What to work on:
Write out, word for word, the first line of the data below and every line after it through the one containing "assert_eq!(price_range(&listings, &dismissed), None);".

Collected data entries:

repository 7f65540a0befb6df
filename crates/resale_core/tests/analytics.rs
use pretty_assertions::assert_eq;
use resale_core::{price_range, DismissedKeys, Listing, PriceRange};
use serde_json::json;

fn priced(id: &str, price: f64) -> Listing {
    serde_json::from_value(json!({
        "product_id": id,
        "title": format!("Item {id}"),
        "price": { "raw": format!("${price}"), "extracted": price },
    }))
    .unwrap()
}

fn unpriced(id: &str) -> Listing {
    serde_json::from_value(json!({ "product_id": id, "price": { "raw": "Best offer" } })).unwrap()
}

#[test]
fn four_prices_produce_exclusive_quartiles() {
    let listings = vec![
        priced("d", 40.0),
        priced("a", 10.0),
        priced("c", 30.0),
        priced("b", 20.0),
    ];

    let range = price_range(&listings, &DismissedKeys::new()).expect("range");
    assert_eq!(
        range,
        PriceRange {
            n: 4,
            low: 10.0,
            q1: Some(15.0),
            median: 25.0,
            q3: Some(35.0),
            high: 40.0,
        }
    );
}

#[test]
fn fewer_than_four_prices_have_no_quartiles() {
    let listings = vec![priced("a", 5.0), priced("b", 9.0), priced("c", 7.0)];

    let range = price_range(&listings, &DismissedKeys::new()).expect("range");
    assert_eq!(range.n, 3);
    assert_eq!(range.median, 7.0);
    assert_eq!(range.q1, None);
    assert_eq!(range.q3, None);
}

#[test]
fn unpriced_and_dismissed_listings_are_excluded() {
    let listings = vec![
        priced("a", 10.0),
        unpriced("b"),
        priced("c", 1000.0),
        priced("d", 20.0),
    ];
    let dismissed: DismissedKeys = ["c".to_string()].into_iter().collect();

    let range = price_range(&listings, &dismissed).expect("range");
    assert_eq!(range.n, 2);
    assert_eq!(range.low, 10.0);
    assert_eq!(range.high, 20.0);
    assert_eq!(range.median, 15.0);
}

#[test]
fn no_visible_prices_yields_none_not_zero() {
    let listings = vec![unpriced("a"), priced("b", 12.0)];
    let dismissed: DismissedKeys = ["b".to_string()].into_iter().collect();

    assert_eq!(price_range(&listings, &dismissed), None);
    assert_eq!(price_range(&[], &DismissedKeys::new()), None);

    let zero = price_range(&[priced("z", 0.0)], &DismissedKeys::new()).expect("zero price");
    assert_eq!(zero.low, 0.0);
    assert_eq!(zero.high, 0.0);
}

#[test]
fn quartiles_stay_ordered_for_many_sizes() {
    for n in 1..=25usize {
        let listings: Vec<Listing> = (0..n)
            .map(|i| priced(&format!("p{i}"), ((i * 37) % 101) as f64 + 0.5))
            .collect();
        let range = price_range(&listings, &DismissedKeys::new()).expect("range");

        assert_eq!(range.n, n);
        assert!(range.low <= range.median && range.median <= range.high);
        match (range.q1, range.q3) {
            (Some(q1), Some(q3)) => {
                assert!(n >= 4);
                assert!(range.low <= q1 && q1 <= range.median);
                assert!(range.median <= q3 && q3 <= range.high);
            }
            (None, None) => assert!(n < 4),
            other => panic!("mismatched quartiles {other:?} for n={n}"),
        }
    }
}
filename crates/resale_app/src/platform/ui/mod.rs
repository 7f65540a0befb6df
pub mod render;
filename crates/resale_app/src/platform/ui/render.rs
use resale_core::{AppViewModel, GuidedPhase, PriceRange, RunView, StepStatus, StepView};

const BAR_WIDTH: usize = 24;

/// Renders the progress section: overall bar plus step list.
pub fn render_progress(view: &AppViewModel) -> Vec<String> {
    let mut lines = vec![format!(
        "Progress {} {:>3.0}%",
        bar(view.overall_progress),
        view.overall_progress * 100.0
    )];
    match (&view.combined_steps, view.requested) {
        (Some(steps), _) => lines.push(format!("  steps: {}", steps_line(steps))),
        (None, Some(mode)) => {
            let run = if mode == resale_core::RunMode::Sold {
                &view.sold
            } else {
                &view.active
            };
            lines.push(format!("  steps: {}", steps_line(&run.steps)));
        }
        (None, None) => {}
    }
    lines
}

/// Renders everything worth printing once the runs have settled.
pub fn render_results(view: &AppViewModel) -> Vec<String> {
    let mut lines = Vec::new();
    for (name, run) in [("Active", &view.active), ("Sold", &view.sold)] {
        if let Some(section) = run_section(name, run) {
            lines.extend(section);
        }
    }

    if let Some(combined) = &view.combined {
        lines.push("Combined".to_string());
        if let Some(analysis) = &combined.market_analysis {
            lines.push(format!(
                "  counts: active {} / sold {} / total {}",
                analysis.active_count.unwrap_or(0),
                analysis.sold_count.unwrap_or(0),
                analysis.count.unwrap_or(0)
            ));
            lines.push(format!("  range: {}", range_line(analysis.price_range.as_ref())));
            lines.push(format!(
                "  velocity: {}  rarity: {}",
                analysis.sell_velocity.as_deref().unwrap_or("unknown"),
                analysis.rarity.as_deref().unwrap_or("unknown")
            ));
        }
        if let Some(timing) = combined.timing_sec {
            lines.push(format!("  took {timing:.1}s"));
        }
        if let Some(summary) = &combined.summary {
            lines.extend(summary.lines().map(|line| format!("  {line}")));
        }
    }
    lines
}

/// Renders the guided lookup state.
pub fn render_guided(view: &AppViewModel) -> Vec<String> {
    let guided = &view.guided;
    let mut lines = vec![format!("Identify: {}", phase_label(guided.phase))];
    if let Some(error) = &guided.error {
        lines.push(format!("  ! {error}"));
    }
    for (index, candidate) in guided.candidates.iter().enumerate() {
        let marker = if guided.selected_id.as_deref() == Some(candidate.id.as_str()) {
            '*'
        } else {
            ' '
        };
        lines.push(format!("  {marker}[{index}] {}", candidate.title));
    }
    if !guided.title_draft.is_empty() {
        let edited = if guided.title_edited { " (edited)" } else { "" };
        lines.push(format!("  title: {}{edited}", guided.title_draft));
    }
    lines
}

fn run_section(name: &str, run: &RunView) -> Option<Vec<String>> {
    if !run.has_result && run.error.is_none() {
        return None;
    }
    let mut lines = vec![format!("{name} listings")];
    if let Some(error) = &run.error {
        lines.push(format!("  ! {error}"));
    }
    if run.has_result {
        lines.push(format!(
            "  {} priced of {} shown, range: {}",
            run.visible_priced,
            run.listings.len(),
            range_line(run.price_range.as_ref())
        ));
        for row in run.listings.iter().take(10) {
            let price = row.price_text.as_deref().unwrap_or("n/a");
            lines.push(format!("  - {price:>10}  {}", row.title));
        }
    }
    Some(lines)
}

fn range_line(range: Option<&PriceRange>) -> String {
    match range {
        None => "insufficient data".to_string(),
        Some(range) => {
            let quartiles = match (range.q1, range.q3) {
                (Some(q1), Some(q3)) => format!(" q1 {q1:.2} q3 {q3:.2}"),
                _ => String::new(),
            };
            format!(
                "{:.2}..{:.2} median {:.2}{quartiles} (n={})",
                range.low, range.high, range.median, range.n
            )
        }
    }
}

fn steps_line(steps: &[StepView]) -> String {
    steps
        .iter()
        .map(|step| {
            let mark = match step.status {
                StepStatus::Done => "✓",
                StepStatus::Active => "…",
                StepStatus::Pending => "·",
            };
            format!("{mark} {}", step.label)
        })
        .collect::<Vec<_>>()
        .join("  ")
}

fn bar(progress: f64) -> String {
    let filled = (progress.clamp(0.0, 1.0) * BAR_WIDTH as f64).round() as usize;
    format!("[{}{}]", "#".repeat(filled), "-".repeat(BAR_WIDTH - filled))
}

fn phase_label(phase: GuidedPhase) -> &'static str {
    match phase {
        GuidedPhase::Inputs => "waiting for input",
        GuidedPhase::Identifying => "looking up matches",
        GuidedPhase::PickMatch => "pick a match",
        GuidedPhase::ReadyToAnalyze => "ready",
        GuidedPhase::Analyzing => "analyzing",
        GuidedPhase::Done => "done",
    }
}

#[cfg(test)]
mod tests {
    use super::*;

    #[test]
    fn bar_is_clamped_and_fixed_width() {
        assert_eq!(bar(0.0), format!("[{}]", "-".repeat(BAR_WIDTH)));
        assert_eq!(bar(2.0), format!("[{}]", "#".repeat(BAR_WIDTH)));
        assert_eq!(bar(0.5).len(), BAR_WIDTH + 2);
    }

    #[test]
    fn empty_range_reads_as_insufficient_data() {
        assert_eq!(range_line(None), "insufficient data");
    }
}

Reply to the exercise:
repository 7f65540a0befb6df
filename crates/resale_core/tests/analytics.rs
use pretty_assertions::assert_eq;
use resale_core::{price_range, DismissedKeys, Listing, PriceRange};
use serde_json::json;

fn priced(id: &str, price: f64) -> Listing {
    serde_json::from_value(json!({
        "product_id": id,
        "title": format!("Item {id}"),
        "price": { "raw": format!("${price}"), "extracted": price },
    }))
    .unwrap()
}

fn unpriced(id: &str) -> Listing {
    serde_json::from_value(json!({ "product_id": id, "price": { "raw": "Best offer" } })).unwrap()
}

#[test]
fn four_prices_produce_exclusive_quartiles() {
    let listings = vec![
        priced("d", 40.0),
        priced("a", 10.0),
        priced("c", 30.0),
        priced("b", 20.0),
    ];

    let range = price_range(&listings, &DismissedKeys::new()).expect("range");
    assert_eq!(
        range,
        PriceRange {
            n: 4,
            low: 10.0,
            q1: Some(15.0),
            median: 25.0,
            q3: Some(35.0),
            high: 40.0,
        }
    );
}

#[test]
fn fewer_than_four_prices_have_no_quartiles() {
    let listings = vec![priced("a", 5.0), priced("b", 9.0), priced("c", 7.0)];

    let range = price_range(&listings, &DismissedKeys::new()).expect("range");
    assert_eq!(range.n, 3);
    assert_eq!(range.median, 7.0);
    assert_eq!(range.q1, None);
    assert_eq!(range.q3, None);
}

#[test]
fn unpriced_and_dismissed_listings_are_excluded() {
    let listings = vec![
        priced("a", 10.0),
        unpriced("b"),
        priced("c", 1000.0),
        priced("d", 20.0),
    ];
    let dismissed: DismissedKeys = ["c".to_string()].into_iter().collect();

    let range = price_range(&listings, &dismissed).expect("range");
    assert_eq!(range.n, 2);
    assert_eq!(range.low, 10.0);
    assert_eq!(range.high, 20.0);
    assert_eq!(range.median, 15.0);
}

#[test]
fn no_visible_prices_yields_none_not_zero() {
    let listings = vec![unpriced("a"), priced("b", 12.0)];
    let dismissed: DismissedKeys = ["b".to_string()].into_iter().collect();

    assert_eq!(price_range(&listings, &dismissed), None);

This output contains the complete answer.